Start of Block

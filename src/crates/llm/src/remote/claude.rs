//! Anthropic Claude client implementation.
//!
//! Provides integration with Anthropic's Claude models:
//! - Claude 3 Opus
//! - Claude 3 Sonnet
//! - Claude 3 Haiku
//! - Claude 3.5 Sonnet
//!
//! # Example
//!
//! ```rust,ignore
//! use llm::remote::ClaudeClient;
//! use llm::config::RemoteLlmConfig;
//! use flow_core::llm::{ChatModel, ChatRequest};
//! use flow_core::Message;
//!
//! let config = RemoteLlmConfig::from_env(
//!     "ANTHROPIC_API_KEY",
//!     "https://api.anthropic.com",
//!     "claude-3-opus-20240229"
//! )?;
//! let client = ClaudeClient::new(config);
//!
//! let request = ChatRequest::new(vec![Message::human("Hello!")]);
//! let response = client.chat(request).await?;
//! ```

use crate::config::RemoteLlmConfig;
use crate::error::LlmError;
use async_trait::async_trait;
use flow_core::error::Result as GraphResult;
use flow_core::llm::{
    ChatModel, ChatRequest, ChatResponse, ChatStreamResponse, UsageMetadata,
};
use flow_core::{Message, MessageContent, MessageRole};
use reqwest::Client;
use serde::{Deserialize, Serialize};
use std::collections::HashMap;

const ANTHROPIC_VERSION: &str = "2023-06-01";

/// Anthropic Claude API client.
#[derive(Clone)]
pub struct ClaudeClient {
    config: RemoteLlmConfig,
    client: Client,
}

impl ClaudeClient {
    /// Create a new Claude client with the given configuration.
    pub fn new(config: RemoteLlmConfig) -> Self {
        let client = Client::builder()
            .timeout(config.timeout)
            .build()
            .expect("Failed to create HTTP client");

        Self { config, client }
    }

    /// Convert langgraph messages to Claude format.
    /// Claude requires system messages to be separate from conversation messages.
    fn convert_messages(&self, messages: &[Message]) -> (Option<String>, Vec<ClaudeMessage>) {
        let mut system_prompt = None;
        let mut claude_messages = Vec::new();

        for msg in messages {
            match &msg.role {
                MessageRole::System => {
                    // Combine all system messages
                    let content = msg.text().unwrap_or("");
                    system_prompt = Some(match system_prompt {
                        Some(existing) => format!("{}\n\n{}", existing, content),
                        None => content.to_string(),
                    });
                }
                MessageRole::Human => {
                    claude_messages.push(ClaudeMessage {
                        role: "user".to_string(),
                        content: msg.text().unwrap_or("").to_string(),
                    });
                }
                MessageRole::Assistant => {
                    claude_messages.push(ClaudeMessage {
                        role: "assistant".to_string(),
                        content: msg.text().unwrap_or("").to_string(),
                    });
                }
                MessageRole::Tool => {
                    // Tool messages are converted to user messages with context
                    claude_messages.push(ClaudeMessage {
                        role: "user".to_string(),
                        content: format!("[Tool Result] {}", msg.text().unwrap_or("")),
                    });
                }
                MessageRole::Custom(role) => {
                    claude_messages.push(ClaudeMessage {
                        role: role.clone(),
                        content: msg.text().unwrap_or("").to_string(),
                    });
                }
            }
        }

        (system_prompt, claude_messages)
    }

    /// Convert Claude response to ChatResponse.
    fn convert_response(&self, claude_resp: ClaudeResponse) -> ChatResponse {
        let content_text = claude_resp
            .content
            .iter()
            .filter_map(|c| {
                if c.content_type == "text" {
                    c.text.clone()
                } else {
                    None
                }
            })
            .collect::<Vec<_>>()
            .join("");

        let message = Message {
            id: Some(claude_resp.id),
            role: MessageRole::Assistant,
            content: MessageContent::Text(content_text),
            name: None,
            tool_calls: None,
            tool_call_id: None,
            metadata: None,
        };

        let usage = Some(UsageMetadata::new(
            claude_resp.usage.input_tokens,
            claude_resp.usage.output_tokens,
        ));

        let mut metadata = HashMap::new();
        metadata.insert(
            "model".to_string(),
            serde_json::Value::String(claude_resp.model),
        );
        metadata.insert(
            "stop_reason".to_string(),
            serde_json::Value::String(claude_resp.stop_reason.unwrap_or_default()),
        );

        ChatResponse {
            message,
            usage,
            reasoning: None,
            metadata,
        }
    }
}

#[async_trait]
impl ChatModel for ClaudeClient {
    async fn chat(&self, request: ChatRequest) -> GraphResult<ChatResponse> {
        let url = format!("{}/v1/messages", self.config.base_url);

        let (system, messages) = self.convert_messages(&request.messages);

        let req_body = ClaudeRequest {
            model: self.config.model.clone(),
            messages,
            system,
            max_tokens: request.config.max_tokens.unwrap_or(4096),
            temperature: request.config.temperature,
            top_p: request.config.top_p,
            stop_sequences: if request.config.stop_sequences.is_empty() {
                None
            } else {
                Some(request.config.stop_sequences.clone())
            },
            stream: false,
        };

        let response = self
            .client
            .post(&url)
            .header("x-api-key", &self.config.api_key)
            .header("anthropic-version", ANTHROPIC_VERSION)
            .header("content-type", "application/json")
            .json(&req_body)
            .send()
            .await
            .map_err(|e| LlmError::HttpError(e))?;

        if !response.status().is_success() {
            let status = response.status();
            let error_text = response.text().await.unwrap_or_default();

            return Err(if status.as_u16() == 401 {
                LlmError::AuthenticationError(error_text)
            } else if status.as_u16() == 429 {
                LlmError::RateLimitExceeded(error_text)
            } else {
                LlmError::ProviderError(format!("Claude API error {}: {}", status, error_text))
            }
            .into());
        }

        let claude_resp: ClaudeResponse = response
            .json()
            .await
            .map_err(|e| LlmError::InvalidResponse(e.to_string()))?;

        Ok(self.convert_response(claude_resp))
    }

    async fn stream(&self, _request: ChatRequest) -> GraphResult<ChatStreamResponse> {
        // TODO: Implement streaming support
        Err(LlmError::Other("Streaming not yet implemented for Claude".to_string()).into())
    }

    fn clone_box(&self) -> Box<dyn ChatModel> {
        Box::new(self.clone())
    }
}

// Claude API types
#[derive(Debug, Serialize)]
struct ClaudeRequest {
    model: String,
    messages: Vec<ClaudeMessage>,
    #[serde(skip_serializing_if = "Option::is_none")]
    system: Option<String>,
    max_tokens: usize,
    #[serde(skip_serializing_if = "Option::is_none")]
    temperature: Option<f32>,
    #[serde(skip_serializing_if = "Option::is_none")]
    top_p: Option<f32>,
    #[serde(skip_serializing_if = "Option::is_none")]
    stop_sequences: Option<Vec<String>>,
    stream: bool,
}

#[derive(Debug, Serialize, Deserialize)]
struct ClaudeMessage {
    role: String,
    content: String,
}

#[derive(Debug, Deserialize)]
struct ClaudeResponse {
    id: String,
    #[serde(rename = "type")]
    response_type: String,
    role: String,
    content: Vec<ClaudeContent>,
    model: String,
    stop_reason: Option<String>,
    stop_sequence: Option<String>,
    usage: ClaudeUsage,
}

#[derive(Debug, Deserialize)]
struct ClaudeContent {
    #[serde(rename = "type")]
    content_type: String,
    text: Option<String>,
}

#[derive(Debug, Deserialize)]
struct ClaudeUsage {
    input_tokens: usize,
    output_tokens: usize,
}

#[cfg(test)]
mod tests {
    use super::*;

    #[test]
    fn test_client_creation() {
        let config = RemoteLlmConfig::new(
            "test-key",
            "https://api.anthropic.com",
            "claude-3-opus-20240229",
        );
        let _client = ClaudeClient::new(config);
    }

    #[test]
    fn test_message_conversion() {
        let config = RemoteLlmConfig::new(
            "test-key",
            "https://api.anthropic.com",
            "claude-3-opus-20240229",
        );
        let client = ClaudeClient::new(config);

        let messages = vec![
            Message::system("You are helpful"),
            Message::human("Hello"),
        ];

        let (system, claude_msgs) = client.convert_messages(&messages);

        assert_eq!(system, Some("You are helpful".to_string()));
        assert_eq!(claude_msgs.len(), 1);
        assert_eq!(claude_msgs[0].role, "user");
        assert_eq!(claude_msgs[0].content, "Hello");
    }
}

End of Block

From the records above, extract everything verbatim.

filename src/crates/llm/src/remote/claude.rs
//! Anthropic Claude client implementation.
//!
//! Provides integration with Anthropic's Claude models:
//! - Claude 3 Opus
//! - Claude 3 Sonnet
//! - Claude 3 Haiku
//! - Claude 3.5 Sonnet
//!
//! # Example
//!
//! ```rust,ignore
//! use llm::remote::ClaudeClient;
//! use llm::config::RemoteLlmConfig;
//! use flow_core::llm::{ChatModel, ChatRequest};
//! use flow_core::Message;
//!
//! let config = RemoteLlmConfig::from_env(
//!     "ANTHROPIC_API_KEY",
//!     "https://api.anthropic.com",
//!     "claude-3-opus-20240229"
//! )?;
//! let client = ClaudeClient::new(config);
//!
//! let request = ChatRequest::new(vec![Message::human("Hello!")]);
//! let response = client.chat(request).await?;
//! ```

use crate::config::RemoteLlmConfig;
use crate::error::LlmError;
use async_trait::async_trait;
use flow_core::error::Result as GraphResult;
use flow_core::llm::{
    ChatModel, ChatRequest, ChatResponse, ChatStreamResponse, UsageMetadata,
};
use flow_core::{Message, MessageContent, MessageRole};
use reqwest::Client;
use serde::{Deserialize, Serialize};
use std::collections::HashMap;

const ANTHROPIC_VERSION: &str = "2023-06-01";

/// Anthropic Claude API client.
#[derive(Clone)]
pub struct ClaudeClient {
    config: RemoteLlmConfig,
    client: Client,
}

impl ClaudeClient {
    /// Create a new Claude client with the given configuration.
    pub fn new(config: RemoteLlmConfig) -> Self {
        let client = Client::builder()
            .timeout(config.timeout)
            .build()
            .expect("Failed to create HTTP client");

        Self { config, client }
    }

    /// Convert langgraph messages to Claude format.
    /// Claude requires system messages to be separate from conversation messages.
    fn convert_messages(&self, messages: &[Message]) -> (Option<String>, Vec<ClaudeMessage>) {
        let mut system_prompt = None;
        let mut claude_messages = Vec::new();

        for msg in messages {
            match &msg.role {
                MessageRole::System => {
                    // Combine all system messages
                    let content = msg.text().unwrap_or("");
                    system_prompt = Some(match system_prompt {
                        Some(existing) => format!("{}\n\n{}", existing, content),
                        None => content.to_string(),
                    });
                }
                MessageRole::Human => {
                    claude_messages.push(ClaudeMessage {
                        role: "user".to_string(),
                        content: msg.text().unwrap_or("").to_string(),
                    });
                }
                MessageRole::Assistant => {
                    claude_messages.push(ClaudeMessage {
                        role: "assistant".to_string(),
                        content: msg.text().unwrap_or("").to_string(),
                    });
                }
                MessageRole::Tool => {
                    // Tool messages are converted to user messages with context
                    claude_messages.push(ClaudeMessage {
                        role: "user".to_string(),
                        content: format!("[Tool Result] {}", msg.text().unwrap_or("")),
                    });
                }
                MessageRole::Custom(role) => {
                    claude_messages.push(ClaudeMessage {
                        role: role.clone(),
                        content: msg.text().unwrap_or("").to_string(),
                    });
                }
            }
        }

        (system_prompt, claude_messages)
    }

    /// Convert Claude response to ChatResponse.
    fn convert_response(&self, claude_resp: ClaudeResponse) -> ChatResponse {
        let content_text = claude_resp
            .content
            .iter()
            .filter_map(|c| {
                if c.content_type == "text" {
                    c.text.clone()
                } else {
                    None
                }
            })
            .collect::<Vec<_>>()
            .join("");

        let message = Message {
            id: Some(claude_resp.id),
            role: MessageRole::Assistant,
            content: MessageContent::Text(content_text),
            name: None,
            tool_calls: None,
            tool_call_id: None,
            metadata: None,
        };

        let usage = Some(UsageMetadata::new(
            claude_resp.usage.input_tokens,
            claude_resp.usage.output_tokens,
        ));

        let mut metadata = HashMap::new();
        metadata.insert(
            "model".to_string(),
            serde_json::Value::String(claude_resp.model),
        );
        metadata.insert(
            "stop_reason".to_string(),
            serde_json::Value::String(claude_resp.stop_reason.unwrap_or_default()),
        );

        ChatResponse {
            message,
            usage,
            reasoning: None,
            metadata,
        }
    }
}

#[async_trait]
impl ChatModel for ClaudeClient {
    async fn chat(&self, request: ChatRequest) -> GraphResult<ChatResponse> {
        let url = format!("{}/v1/messages", self.config.base_url);

        let (system, messages) = self.convert_messages(&request.messages);

        let req_body = ClaudeRequest {
            model: self.config.model.clone(),
            messages,
            system,
            max_tokens: request.config.max_tokens.unwrap_or(4096),
            temperature: request.config.temperature,
            top_p: request.config.top_p,
            stop_sequences: if request.config.stop_sequences.is_empty() {
                None
            } else {
                Some(request.config.stop_sequences.clone())
            },
            stream: false,
        };

        let response = self
            .client
            .post(&url)
            .header("x-api-key", &self.config.api_key)
            .header("anthropic-version", ANTHROPIC_VERSION)
            .header("content-type", "application/json")
            .json(&req_body)
            .send()
            .await
            .map_err(|e| LlmError::HttpError(e))?;

        if !response.status().is_success() {
            let status = response.status();
            let error_text = response.text().await.unwrap_or_default();

            return Err(if status.as_u16() == 401 {
                LlmError::AuthenticationError(error_text)
            } else if status.as_u16() == 429 {
                LlmError::RateLimitExceeded(error_text)
            } else {
                LlmError::ProviderError(format!("Claude API error {}: {}", status, error_text))
            }
            .into());
        }

        let claude_resp: ClaudeResponse = response
            .json()
            .await
            .map_err(|e| LlmError::InvalidResponse(e.to_string()))?;

        Ok(self.convert_response(claude_resp))
    }

    async fn stream(&self, _request: ChatRequest) -> GraphResult<ChatStreamResponse> {
        // TODO: Implement streaming support
        Err(LlmError::Other("Streaming not yet implemented for Claude".to_string()).into())
    }

    fn clone_box(&self) -> Box<dyn ChatModel> {
        Box::new(self.clone())
    }
}

// Claude API types
#[derive(Debug, Serialize)]
struct ClaudeRequest {
    model: String,
    messages: Vec<ClaudeMessage>,
    #[serde(skip_serializing_if = "Option::is_none")]
    system: Option<String>,
    max_tokens: usize,
    #[serde(skip_serializing_if = "Option::is_none")]
    temperature: Option<f32>,
    #[serde(skip_serializing_if = "Option::is_none")]
    top_p: Option<f32>,
    #[serde(skip_serializing_if = "Option::is_none")]
    stop_sequences: Option<Vec<String>>,
    stream: bool,
}

#[derive(Debug, Serialize, Deserialize)]
struct ClaudeMessage {
    role: String,
    content: String,
}

#[derive(Debug, Deserialize)]
struct ClaudeResponse {
    id: String,
    #[serde(rename = "type")]
    response_type: String,
    role: String,
    content: Vec<ClaudeContent>,
    model: String,
    stop_reason: Option<String>,
    stop_sequence: Option<String>,
    usage: ClaudeUsage,
}

#[derive(Debug, Deserialize)]
struct ClaudeContent {
    #[serde(rename = "type")]
    content_type: String,
    text: Option<String>,
}

#[derive(Debug, Deserialize)]
struct ClaudeUsage {
    input_tokens: usize,
    output_tokens: usize,
}

#[cfg(test)]
mod tests {
    use super::*;

    #[test]
    fn test_client_creation() {
        let config = RemoteLlmConfig::new(
            "test-key",
            "https://api.anthropic.com",
            "claude-3-opus-20240229",
        );
        let _client = ClaudeClient::new(config);
    }

    #[test]
    fn test_message_conversion() {
        let config = RemoteLlmConfig::new(
            "test-key",
            "https://api.anthropic.com",
            "claude-3-opus-20240229",
        );
        let client = ClaudeClient::new(config);

        let messages = vec![
            Message::system("You are helpful"),
            Message::human("Hello"),
        ];

        let (system, claude_msgs) = client.convert_messages(&messages);

        assert_eq!(system, Some("You are helpful".to_string()));
        assert_eq!(claude_msgs.len(), 1);
        assert_eq!(claude_msgs[0].role, "user");
        assert_eq!(claude_msgs[0].content, "Hello");
    }
}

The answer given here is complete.